Spiritual Abuse

Jesus said, ‘Feed my lambs.’
Jesus said, ‘Take care of my sheep.’
Jesus said, ‘Feed my sheep.’
John 21:15-17

At the time of writing there have been a series of allegations of spiritual abuse made across the wider Church.

South West London Vineyard is committed to being open, honest, and accountable before the Lord, and we are wanting to actively encourage healthy and transparent relationships across the church – whether between members of the congregation, teams, staff, trustees or leaders

Tackling problems, no matter how small or seemingly insignificant, is vitally important to maintaining the overall health & well-being of the church and all who are part of it.

The material below has been sourced from the very helpful CofE Safeguarding E-Manual Section 4.2 Spiritual Abuse and the work of Prof Lisa Oakley

What is Spiritual Abuse?

Spiritual abuse, whilst a relatively new term, is a form of emotional and psychological abuse characterised by a systematic pattern of coercive and controlling behaviour in a religious context.

It is important to recognise that spiritual abuse can be experienced by anyone irrespective of position.

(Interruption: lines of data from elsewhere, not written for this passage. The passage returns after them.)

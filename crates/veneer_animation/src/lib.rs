//! Veneer Timing
//!
//! Time sources and timers for UI behaviors that trail user input.
//!
//! # Features
//!
//! - **Clocks**: Wall-clock and manually advanced time behind one trait
//! - **Timers**: Deadline-ordered timers polled from the host's frame loop
//! - **Debounce**: A restartable timer handle where each trigger replaces
//!   the pending deadline

pub mod clock;
pub mod scheduler;

pub use clock::{Clock, ManualClock, SharedClock, SystemClock, Timestamp};
pub use scheduler::{Debounce, TimerId, TimerScheduler};
//! Change reporting for engine runs
//!
//! A [`ChangeReport`] is assembled while the engine runs and handed to the
//! caller once the last rule has been applied. It has no mutating methods.

use serde::Serialize;

/// How a single rule application ended
#[derive(Debug, Clone, Copy, PartialEq, Eq, Serialize)]
#[serde(rename_all = "snake_case")]
pub enum Outcome {
    /// Every match was rewritten
    Applied,
    /// Matches were rewritten, but left for a human to finish
    NeedsReview,
    /// Nothing matched; the buffer was left unchanged
    Unmatched,
}

/// Result of applying one rule
#[derive(Debug, Clone, PartialEq, Eq, Serialize)]
pub struct RuleApplication {
    pub rule_id: String,
    pub description: String,
    pub match_count: usize,
    pub outcome: Outcome,
    #[serde(skip)]
    pub buffer_before: String,
    #[serde(skip)]
    pub buffer_after: String,
}

impl RuleApplication {
    /// Whether the rule changed the buffer
    pub fn changed(&self) -> bool {
        self.buffer_before != self.buffer_after
    }
}

/// A non-fatal zero-match on an optional rule
#[derive(Debug, Clone, PartialEq, Eq, Serialize)]
pub struct RuleWarning {
    pub rule_id: String,
    pub message: String,
}

/// A partial rewrite that needs hand editing
#[derive(Debug, Clone, PartialEq, Eq, Serialize)]
pub struct ManualReviewNotice {
    pub rule_id: String,
    pub note: String,
    /// 1-based lines, in the buffer the rule ran against, where each rewrite began
    pub lines: Vec<usize>,
}

/// Summary counts for a run
#[derive(Debug, Clone, Copy, Default, PartialEq, Eq, Serialize)]
pub struct Summary {
    pub rules_run: usize,
    pub rules_applied: usize,
    pub rules_unmatched: usize,
    pub total_matches: usize,
    pub manual_review: usize,
}

/// Everything that happened during one engine run
#[derive(Debug, Clone, Default, PartialEq, Eq, Serialize)]
pub struct ChangeReport {
    applications: Vec<RuleApplication>,
    warnings: Vec<RuleWarning>,
    notices: Vec<ManualReviewNotice>,
}

impl ChangeReport {
    /// Per-rule results, in the order the rules ran
    pub fn applications(&self) -> &[RuleApplication] {
        &self.applications
    }

    pub fn warnings(&self) -> &[RuleWarning] {
        &self.warnings
    }

    pub fn notices(&self) -> &[ManualReviewNotice] {
        &self.notices
    }

    /// Result for the rule with the given id
    pub fn application(&self, rule_id: &str) -> Option<&RuleApplication> {
        self.applications.iter().find(|a| a.rule_id == rule_id)
    }

    /// Total number of replacements made across all rules
    pub fn total_matches(&self) -> usize {
        self.applications.iter().map(|a| a.match_count).sum()
    }

    /// Whether any rule changed the buffer
    pub fn has_changes(&self) -> bool {
        self.applications.iter().any(RuleApplication::changed)
    }

    pub fn summary(&self) -> Summary {
        let unmatched = self
            .applications
            .iter()
            .filter(|a| a.outcome == Outcome::Unmatched)
            .count();

        Summary {
            rules_run: self.applications.len(),
            rules_applied: self.applications.len() - unmatched,
            rules_unmatched: unmatched,
            total_matches: self.total_matches(),
            manual_review: self.notices.iter().map(|n| n.lines.len()).sum(),
        }
    }
}

/// Accumulates results during a run
#[derive(Debug, Default)]
pub(crate) struct ReportBuilder {
    report: ChangeReport,
}

impl ReportBuilder {
    pub(crate) fn record(&mut self, application: RuleApplication) {
        self.report.applications.push(application);
    }

    pub(crate) fn warn(&mut self, warning: RuleWarning) {
        self.report.warnings.push(warning);
    }

    pub(crate) fn notice(&mut self, notice: ManualReviewNotice) {
        self.report.notices.push(notice);
    }

    pub(crate) fn finish(self) -> ChangeReport {
        self.report
    }
}
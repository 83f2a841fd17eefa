//! Pattern matching over a text buffer
//!
//! Two kinds of pattern are supported:
//!
//! - **Regex patterns** use the `regex` crate syntax. Tabs, newlines and spaces in
//!   the pattern are ordinary literal characters, so indentation is part of what a
//!   rule matches. Dot-matches-newline is opt-in per pattern.
//! - **Balanced call patterns** pair a `head` regex that ends in an opening
//!   parenthesis with a depth-tracking scan to the matching closing parenthesis.
//!   The argument list becomes a capture group named `args`, so nested calls in
//!   the arguments are captured whole.
//!
//! A negated character class such as `([^)]+)` in a regex pattern is *not*
//! balanced-delimiter aware: it stops at the first `)` even when that parenthesis
//! closes a nested call. Use a balanced call pattern when a rule has to capture an
//! entire argument list.
//!
//! Matches returned by [`Pattern::find_all`] never overlap and are ordered left to
//! right. Which of two overlapping candidates wins is decided by the regex
//! engine's leftmost-first semantics.

use regex::{Captures, Regex, RegexBuilder};
use std::sync::Arc;
use thiserror::Error;

/// Name of the capture group holding a balanced call's argument list
pub const ARGS_GROUP: &str = "args";

/// Errors raised while compiling a pattern
#[derive(Error, Debug)]
pub enum PatternError {
    #[error(transparent)]
    Regex(#[from] regex::Error),

    #[error("call head `{0}` must end with an escaped opening parenthesis `\\(`")]
    HeadWithoutParen(String),

    #[error("capture group `{0}` is defined more than once")]
    DuplicateGroup(String),
}

/// One occurrence of a pattern in a buffer
#[derive(Debug, Clone, PartialEq, Eq)]
pub struct Match {
    /// Byte offset of the first matched byte
    pub start: usize,
    /// Byte offset one past the last matched byte
    pub end: usize,
    groups: Vec<Option<String>>,
    names: Arc<[Option<String>]>,
}

impl Match {
    /// The full matched text
    pub fn as_str(&self) -> &str {
        self.get(0).unwrap_or_default()
    }

    /// Text of group `index`; index 0 is the whole match
    ///
    /// Returns `None` for groups that exist but did not participate in the match,
    /// and for indices past the last group.
    pub fn get(&self, index: usize) -> Option<&str> {
        self.groups.get(index).and_then(|g| g.as_deref())
    }

    /// Text of the group called `name`
    pub fn name(&self, name: &str) -> Option<&str> {
        let index = self
            .names
            .iter()
            .position(|n| n.as_deref() == Some(name))?;
        self.get(index)
    }
}

#[derive(Debug, Clone)]
enum Kind {
    Regex(Regex),
    Call { head: Regex, tail: Option<Regex> },
}

/// A compiled pattern
#[derive(Debug, Clone)]
pub struct Pattern {
    kind: Kind,
    guard: Option<Regex>,
    names: Arc<[Option<String>]>,
    source: String,
}

impl Pattern {
    /// Compile a regex pattern
    pub fn regex(source: &str, dot_all: bool) -> Result<Self, PatternError> {
        let re = build(source, dot_all)?;
        let names: Vec<Option<String>> = re
            .capture_names()
            .map(|n| n.map(str::to_string))
            .collect();

        Ok(Self {
            kind: Kind::Regex(re),
            guard: None,
            names: names.into(),
            source: source.to_string(),
        })
    }

    /// Compile a balanced call pattern
    ///
    /// `head` must end with `\(`. Group numbering is: the head's groups, then the
    /// argument list (also named `args`), then the groups of `tail`, which has to
    /// match immediately after the closing parenthesis.
    pub fn balanced_call(head: &str, tail: Option<&str>, dot_all: bool) -> Result<Self, PatternError> {
        if !head.ends_with(r"\(") {
            return Err(PatternError::HeadWithoutParen(head.to_string()));
        }

        let head_re = build(head, dot_all)?;
        let tail_re = tail.map(|t| build(&format!("^(?:{t})"), dot_all)).transpose()?;

        let mut names: Vec<Option<String>> = head_re
            .capture_names()
            .map(|n| n.map(str::to_string))
            .collect();
        names.push(Some(ARGS_GROUP.to_string()));
        if let Some(tail_re) = &tail_re {
            names.extend(tail_re.capture_names().skip(1).map(|n| n.map(str::to_string)));
        }

        let mut seen: Vec<&str> = Vec::new();
        for name in names.iter().flatten() {
            if seen.contains(&name.as_str()) {
                return Err(PatternError::DuplicateGroup(name.clone()));
            }
            seen.push(name);
        }

        let source = match tail {
            Some(t) => format!("{head}<args>){t}"),
            None => format!("{head}<args>)"),
        };

        Ok(Self {
            kind: Kind::Call {
                head: head_re,
                tail: tail_re,
            },
            guard: None,
            names: names.into(),
            source,
        })
    }

    /// Skip matches whose following text starts with `guard`
    pub fn not_followed_by(mut self, guard: &str) -> Result<Self, PatternError> {
        self.guard = Some(build(&format!("^(?:{guard})"), false)?);
        Ok(self)
    }

    /// Number of capture groups, excluding the whole match
    pub fn group_count(&self) -> usize {
        self.names.len() - 1
    }

    /// Index of the group called `name`
    pub fn group_index(&self, name: &str) -> Option<usize> {
        self.names.iter().position(|n| n.as_deref() == Some(name))
    }

    /// The pattern as written
    pub fn as_str(&self) -> &str {
        &self.source
    }

    /// Find all non-overlapping matches, left to right
    pub fn find_all(&self, text: &str) -> Vec<Match> {
        match &self.kind {
            Kind::Regex(re) => self.find_regex(re, text),
            Kind::Call { head, tail } => self.find_calls(head, tail.as_ref(), text),
        }
    }

    fn find_regex(&self, re: &Regex, text: &str) -> Vec<Match> {
        let mut matches = Vec::new();

        for caps in re.captures_iter(text) {
            let Some(whole) = caps.get(0) else { continue };
            if self.guarded(text, whole.end()) {
                continue;
            }

            matches.push(Match {
                start: whole.start(),
                end: whole.end(),
                groups: group_texts(&caps, 0),
                names: Arc::clone(&self.names),
            });
        }

        matches
    }

    fn find_calls(&self, head: &Regex, tail: Option<&Regex>, text: &str) -> Vec<Match> {
        let mut matches = Vec::new();
        let mut pos = 0;

        while pos <= text.len() {
            let Some(caps) = head.captures_at(text, pos) else { break };
            let Some(whole) = caps.get(0) else { break };
            let retry = next_boundary(text, whole.start());

            if !whole.as_str().ends_with('(') {
                pos = retry;
                continue;
            }

            let Some(close) = find_closing_paren(text, whole.end()) else {
                pos = retry;
                continue;
            };

            let mut groups = group_texts(&caps, 0);
            groups.push(Some(text[whole.end()..close].to_string()));
            let mut end = close + 1;

            if let Some(tail) = tail {
                let Some(tail_caps) = tail.captures(&text[end..]) else {
                    pos = retry;
                    continue;
                };
                groups.extend(group_texts(&tail_caps, 1));
                end += tail_caps.get(0).map_or(0, |m| m.end());
            }

            if self.guarded(text, end) {
                pos = retry;
                continue;
            }

            // Group 0 spans head, arguments and tail
            groups[0] = Some(text[whole.start()..end].to_string());

            matches.push(Match {
                start: whole.start(),
                end,
                groups,
                names: Arc::clone(&self.names),
            });
            pos = end;
        }

        matches
    }

    fn guarded(&self, text: &str, end: usize) -> bool {
        self.guard
            .as_ref()
            .is_some_and(|guard| guard.is_match(&text[end..]))
    }
}

fn build(source: &str, dot_all: bool) -> Result<Regex, regex::Error> {
    RegexBuilder::new(source).dot_matches_new_line(dot_all).build()
}

fn group_texts(caps: &Captures<'_>, skip: usize) -> Vec<Option<String>> {
    (skip..caps.len())
        .map(|i| caps.get(i).map(|m| m.as_str().to_string()))
        .collect()
}

fn next_boundary(text: &str, offset: usize) -> usize {
    offset + text[offset..].chars().next().map_or(1, char::len_utf8)
}

/// Find the `)` closing a parenthesis opened just before `from`
///
/// Tracks `()`, `[]` and `{}` nesting and skips over double-quoted strings, rune
/// literals, backtick raw strings and `//` / `/* */` comments. Returns `None` when
/// the text ends first or a closer does not match its opener.
pub fn find_closing_paren(text: &str, from: usize) -> Option<usize> {
    let mut stack = vec![')'];
    let mut chars = text[from..].char_indices().peekable();

    while let Some((i, c)) = chars.next() {
        match c {
            '(' => stack.push(')'),
            '[' => stack.push(']'),
            '{' => stack.push('}'),
            ')' | ']' | '}' => {
                if stack.pop() != Some(c) {
                    return None;
                }
                if stack.is_empty() {
                    return Some(from + i);
                }
            }
            '"' | '\'' => {
                // Escaped quote or end of text inside a literal: keep scanning
                let mut escaped = false;
                for (_, s) in chars.by_ref() {
                    if escaped {
                        escaped = false;
                    } else if s == '\\' {
                        escaped = true;
                    } else if s == c || s == '\n' {
                        break;
                    }
                }
            }
            '`' => {
                for (_, s) in chars.by_ref() {
                    if s == '`' {
                        break;
                    }
                }
            }
            '/' => match chars.peek() {
                Some((_, '/')) => {
                    for (_, s) in chars.by_ref() {
                        if s == '\n' {
                            break;
                        }
                    }
                }
                Some((_, '*')) => {
                    chars.next();
                    let mut prev = '\0';
                    for (_, s) in chars.by_ref() {
                        if prev == '*' && s == '/' {
                            break;
                        }
                        prev = s;
                    }
                }
                _ => {}
            },
            _ => {}
        }
    }

    None
}
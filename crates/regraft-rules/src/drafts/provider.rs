//! Stage one: move the drafts handlers onto the search and workspace providers
//!
//! Rewrites direct Algolia client calls (`ar.*` / `aw.*`) into calls on
//! `searchProvider.DraftIndex()`, and Google Workspace service calls (`s.*`)
//! into calls on `workspaceProvider`. Every handler gets a request context first,
//! since the provider methods take one.

use regraft_core::{Rule, RewriteError};

/// Workspace service methods that exist unchanged on the provider
const WORKSPACE_METHODS: &[&str] = &[
    "GetFile",
    "MoveFile",
    "CopyFile",
    "ShareFile",
    "DeleteFile",
    "SearchPeople",
    "RenameFile",
    "CreateFolder",
    "GetSubfolder",
    "CreateShortcut",
    "GetLatestRevision",
    "KeepRevisionForever",
];

/// Ordered stage-one rules
pub fn rules() -> Result<Vec<Rule>, RewriteError> {
    Ok(vec![
        handler_context("drafts-handler-context", "DraftsHandler")?,
        handler_context("drafts-document-handler-context", "DraftsDocumentHandler")?,
        Rule::builder("draft-get-object")
            .description("Fetch drafts through the search provider")
            .pattern(r"\bar\.Drafts\.GetObject\(([^,]+),\s*(&\w+)\)")
            .template("searchProvider.DraftIndex().GetObject(ctx, $1, $2)")
            .build()?,
        Rule::builder("draft-save-object")
            .description("Index drafts through the search provider")
            .pattern(r"(?m)^(\t*)res, err := aw\.Drafts\.SaveObject\((\w+)\)")
            .template(
                "${1}searchDoc := mapToSearchDocument($2)\n\
                 ${1}res, err := searchProvider.DraftIndex().Index(ctx, searchDoc)",
            )
            .build()?,
        Rule::builder("draft-delete-object")
            .description("Delete drafts through the search provider")
            .call(r"res, err := aw\.Drafts\.DeleteObject\(")
            .template("res, err := searchProvider.DraftIndex().Delete(ctx, ${args})")
            .build()?,
        Rule::builder("drafts-sorted-search")
            .description("Search the draft index instead of the sorted replicas")
            .pattern(r#"resp, err = ar\.DraftsCreatedTime(?:Asc|Desc)\.Search\("",\s*params\.\.\.\)"#)
            .template(r#"resp, err = searchProvider.DraftIndex().Search(ctx, "", params...)"#)
            .build()?,
        Rule::builder("workspace-service-calls")
            .description("Call Google Workspace methods on the workspace provider")
            .pattern(format!(r"\bs\.({})\(", WORKSPACE_METHODS.join("|")))
            .template("workspaceProvider.$1(")
            .build()?,
        Rule::builder("workspace-adapter")
            .description("Use the workspace provider instead of wrapping the service")
            .pattern(r"\bprovider (:?=) gw\.NewAdapter\(s\)")
            .template("provider $1 workspaceProvider")
            .build()?,
        Rule::builder("copy-template-service")
            .description("Stop copying the Google Workspace service for templates")
            .pattern(r"copyTemplateSvc := \*s\b")
            .template("copyTemplateSvc := workspaceProvider")
            .build()?,
        Rule::builder("algolia-not-found")
            .description("Check for the provider's not-found error instead of an Algolia 404")
            .pattern(r"if _, is404 := errs\.IsAlgoliaErrWithCode\(err, 404\); is404 \{")
            .template("if errors.Is(err, pkgsearch.ErrNotFound) {")
            .build()?,
    ])
}

fn handler_context(id: &str, handler: &str) -> Result<Rule, RewriteError> {
    Rule::builder(id)
        .description(format!("Declare the request context at the top of {handler}"))
        .pattern(format!(
            r"(func {handler}\([^{{]+\{{[\s\n]+return http\.HandlerFunc\(func\(w http\.ResponseWriter, r \*http\.Request\) \{{)"
        ))
        .template("$1\n\t\tctx := r.Context()")
        .not_followed_by(r"\n\t\tctx := r\.Context\(\)")
        .build()
}
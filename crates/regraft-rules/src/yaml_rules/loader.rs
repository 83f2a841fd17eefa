//! YAML rule loader
//!
//! Load YAML rules from files, directories, or strings. Every rule is validated
//! and compiled while loading, so a bad rule file fails before any text is
//! rewritten.

use std::fs;
use std::path::{Path, PathBuf};

use regraft_core::RewriteError;
use thiserror::Error;
use tracing::debug;
use walkdir::WalkDir;

use super::interpreter::YamlRuleInterpreter;
use super::schema::YamlRule;

/// Errors that can occur when loading YAML rules
#[derive(Debug, Error)]
pub enum LoadError {
    #[error("Failed to read {}: {source}", path.display())]
    Io {
        path: PathBuf,
        #[source]
        source: std::io::Error,
    },

    #[error("Failed to parse YAML: {0}")]
    Yaml(#[from] serde_yaml::Error),

    #[error("Invalid rule: {0}")]
    Validation(String),

    #[error(transparent)]
    Rule(#[from] RewriteError),
}

/// Load one rule or a list of rules from a string
pub fn load_rules_from_string(yaml: &str) -> Result<Vec<YamlRuleInterpreter>, LoadError> {
    // A top-level sequence is a list of rules, anything else a single rule
    let value: serde_yaml::Value = serde_yaml::from_str(yaml)?;
    let specs = if value.is_sequence() {
        serde_yaml::from_value::<Vec<YamlRule>>(value)?
    } else {
        vec![serde_yaml::from_value::<YamlRule>(value)?]
    };

    let mut interpreters = Vec::with_capacity(specs.len());
    for spec in specs {
        spec.validate().map_err(LoadError::Validation)?;
        interpreters.push(YamlRuleInterpreter::new(spec)?);
    }

    Ok(interpreters)
}

/// Load YAML rules from a file
pub fn load_rules_from_file(path: &Path) -> Result<Vec<YamlRuleInterpreter>, LoadError> {
    let content = fs::read_to_string(path).map_err(|source| LoadError::Io {
        path: path.to_path_buf(),
        source,
    })?;
    let rules = load_rules_from_string(&content)?;
    debug!(path = %path.display(), rules = rules.len(), "loaded rule file");
    Ok(rules)
}

/// Load all YAML rules under a directory
///
/// Files are visited in path order so the resulting rule order is stable.
pub fn load_rules_from_dir(dir: &Path) -> Result<Vec<YamlRuleInterpreter>, LoadError> {
    if !dir.is_dir() {
        return Err(LoadError::Io {
            path: dir.to_path_buf(),
            source: std::io::Error::new(std::io::ErrorKind::NotFound, "directory not found"),
        });
    }

    let mut all_rules = Vec::new();
    for entry in WalkDir::new(dir).sort_by_file_name() {
        let entry = entry.map_err(|e| LoadError::Io {
            path: e.path().unwrap_or(dir).to_path_buf(),
            source: e.into(),
        })?;
        let path = entry.path();

        if entry.file_type().is_file() && is_yaml(path) {
            all_rules.extend(load_rules_from_file(path)?);
        }
    }

    Ok(all_rules)
}

fn is_yaml(path: &Path) -> bool {
    path.extension().is_some_and(|ext| ext == "yaml" || ext == "yml")
}
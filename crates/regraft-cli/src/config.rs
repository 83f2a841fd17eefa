//! Configuration file support for regraft
//!
//! Loads `.regraft.toml` from current directory or parent directories.

use anyhow::{bail, Context, Result};
use regraft_core::Rule;
use serde::Deserialize;
use std::path::{Path, PathBuf};
use tracing::warn;

/// Name of the config file searched for
pub const CONFIG_FILE: &str = ".regraft.toml";

/// Configuration file structure
#[derive(Debug, Default, Deserialize)]
#[serde(default)]
pub struct Config {
    pub rules: RulesConfig,
    pub output: OutputConfig,
    /// Directory the config was loaded from; relative rule files resolve against it
    #[serde(skip)]
    pub base_dir: Option<PathBuf>,
}

#[derive(Debug, Default, Deserialize)]
#[serde(default)]
pub struct RulesConfig {
    /// Built-in rule set to run
    pub set: Option<String>,
    /// YAML rule files, directories or glob patterns, run after the set
    pub files: Vec<String>,
    /// Rule ids to drop from the final list
    pub disabled: Vec<String>,
    /// Rule ids whose zero matches abort the run
    pub required: Vec<String>,
}

#[derive(Debug, Default, Deserialize)]
#[serde(default)]
pub struct OutputConfig {
    /// Output format: "text", "json" or "diff"
    pub format: Option<String>,
}

impl Config {
    /// Load config from `.regraft.toml` searching from current directory upward
    pub fn load() -> Result<Option<(Config, PathBuf)>> {
        Self::load_from(std::env::current_dir()?)
    }

    /// Load config searching from the given directory upward
    pub fn load_from(start_dir: PathBuf) -> Result<Option<(Config, PathBuf)>> {
        let mut current = Some(start_dir.as_path());

        while let Some(dir) = current {
            let config_path = dir.join(CONFIG_FILE);
            if config_path.exists() {
                let config = Self::load_path(&config_path)?;
                return Ok(Some((config, config_path)));
            }
            current = dir.parent();
        }

        Ok(None)
    }

    /// Load config from a specific path
    pub fn load_path(path: &Path) -> Result<Config> {
        let contents = std::fs::read_to_string(path)
            .with_context(|| format!("Failed to read {}", path.display()))?;
        let mut config: Config = toml::from_str(&contents)
            .with_context(|| format!("Failed to parse {}", path.display()))?;
        config.base_dir = path.parent().map(Path::to_path_buf);
        Ok(config)
    }

    /// Rule file entries, with relative paths resolved against the config's directory
    pub fn rule_files(&self) -> Vec<String> {
        self.rules
            .files
            .iter()
            .map(|entry| match &self.base_dir {
                Some(base) if Path::new(entry).is_relative() => {
                    base.join(entry).to_string_lossy().into_owned()
                }
                _ => entry.clone(),
            })
            .collect()
    }

    /// Drop disabled rules and promote required ones
    ///
    /// Unknown disabled ids only warn; an unknown required id is an error, since
    /// the promise it makes cannot be kept.
    pub fn apply(&self, rules: Vec<Rule>) -> Result<Vec<Rule>> {
        for id in &self.rules.disabled {
            if !rules.iter().any(|r| r.id() == id) {
                warn!(rule = %id, "disabled rule is not loaded");
            }
        }
        for id in &self.rules.required {
            if !rules.iter().any(|r| r.id() == id) {
                bail!("Required rule '{}' is not loaded", id);
            }
            if self.rules.disabled.contains(id) {
                bail!("Rule '{}' is both required and disabled", id);
            }
        }

        Ok(rules
            .into_iter()
            .filter(|r| !self.rules.disabled.iter().any(|id| id == r.id()))
            .map(|mut r| {
                if self.rules.required.iter().any(|id| id == r.id()) {
                    r.set_required(true);
                }
                r
            })
            .collect())
    }
}

#[cfg(test)]
mod tests {
    use super::*;
    use std::fs;
    use tempfile::TempDir;

    fn create_config(dir: &Path, content: &str) {
        fs::write(dir.join(CONFIG_FILE), content).unwrap();
    }

    fn rule(id: &str) -> Rule {
        Rule::builder(id).pattern(id).template("x").build().unwrap()
    }

    #[test]
    fn test_load_basic_config() {
        let temp = TempDir::new().unwrap();
        create_config(
            temp.path(),
            r#"
[rules]
set = "search-provider"
files = ["rules/extra.yaml"]
disabled = ["workspace-adapter"]
required = ["draft-get-object"]

[output]
format = "json"
"#,
        );

        let (config, path) = Config::load_from(temp.path().to_path_buf())
            .unwrap()
            .unwrap();

        assert_eq!(path, temp.path().join(CONFIG_FILE));
        assert_eq!(config.rules.set.as_deref(), Some("search-provider"));
        assert_eq!(config.rules.disabled, vec!["workspace-adapter".to_string()]);
        assert_eq!(config.rules.required, vec!["draft-get-object".to_string()]);
        assert_eq!(config.output.format, Some("json".to_string()));
        assert_eq!(
            config.rule_files(),
            vec![temp.path().join("rules/extra.yaml").to_string_lossy().into_owned()]
        );
    }

    #[test]
    fn test_load_from_parent_dir() {
        let temp = TempDir::new().unwrap();
        create_config(temp.path(), "[rules]\nset = \"drafts-migration\"\n");
        let nested = temp.path().join("internal/api");
        fs::create_dir_all(&nested).unwrap();

        let (config, path) = Config::load_from(nested).unwrap().unwrap();

        assert_eq!(path, temp.path().join(CONFIG_FILE));
        assert_eq!(config.rules.set.as_deref(), Some("drafts-migration"));
    }

    #[test]
    fn test_load_empty_config() {
        let temp = TempDir::new().unwrap();
        create_config(temp.path(), "");

        let (config, _) = Config::load_from(temp.path().to_path_buf())
            .unwrap()
            .unwrap();

        assert!(config.rules.set.is_none());
        assert!(config.rules.files.is_empty());
        assert!(config.rules.disabled.is_empty());
        assert!(config.output.format.is_none());
    }

    #[test]
    fn test_invalid_config() {
        let temp = TempDir::new().unwrap();
        create_config(temp.path(), "[rules]\nset = 3\n");

        assert!(Config::load_from(temp.path().to_path_buf()).is_err());
    }

    #[test]
    fn test_no_config_found() {
        let temp = TempDir::new().unwrap();
        let result = Config::load_from(temp.path().to_path_buf()).unwrap();
        assert!(result.is_none());
    }

    #[test]
    fn test_absolute_rule_file_kept() {
        let config = Config {
            rules: RulesConfig {
                files: vec!["/etc/regraft/rules.yaml".to_string()],
                ..Default::default()
            },
            base_dir: Some(PathBuf::from("/home/dev/project")),
            ..Default::default()
        };

        assert_eq!(config.rule_files(), vec!["/etc/regraft/rules.yaml".to_string()]);
    }

    #[test]
    fn test_apply_disabled_and_required() {
        let config = Config {
            rules: RulesConfig {
                disabled: vec!["b".to_string(), "missing".to_string()],
                required: vec!["c".to_string()],
                ..Default::default()
            },
            ..Default::default()
        };

        let rules = config.apply(vec![rule("a"), rule("b"), rule("c")]).unwrap();

        let ids: Vec<&str> = rules.iter().map(|r| r.id()).collect();
        assert_eq!(ids, vec!["a", "c"]);
        assert!(!rules[0].is_required());
        assert!(rules[1].is_required());
    }

    #[test]
    fn test_apply_unknown_required() {
        let config = Config {
            rules: RulesConfig {
                required: vec!["nope".to_string()],
                ..Default::default()
            },
            ..Default::default()
        };

        assert!(config.apply(vec![rule("a")]).is_err());
    }
}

It can be perpetrated by someone in a leadership position to a member of a congregation, but also from the congregation to someone in a leadership position as well as by people in equal positions of power.

Spiritual abuse can lead to severe and lasting damage, which can often seriously impact our ability to trust our relationships with others. This betrayal of trust can lead to feel fearful and unsafe and the depth of its impact should not be underestimated.

The Church has a duty of responsibility to guard against the dangers of spiritual abuse and the harm it can bring to individuals and communities.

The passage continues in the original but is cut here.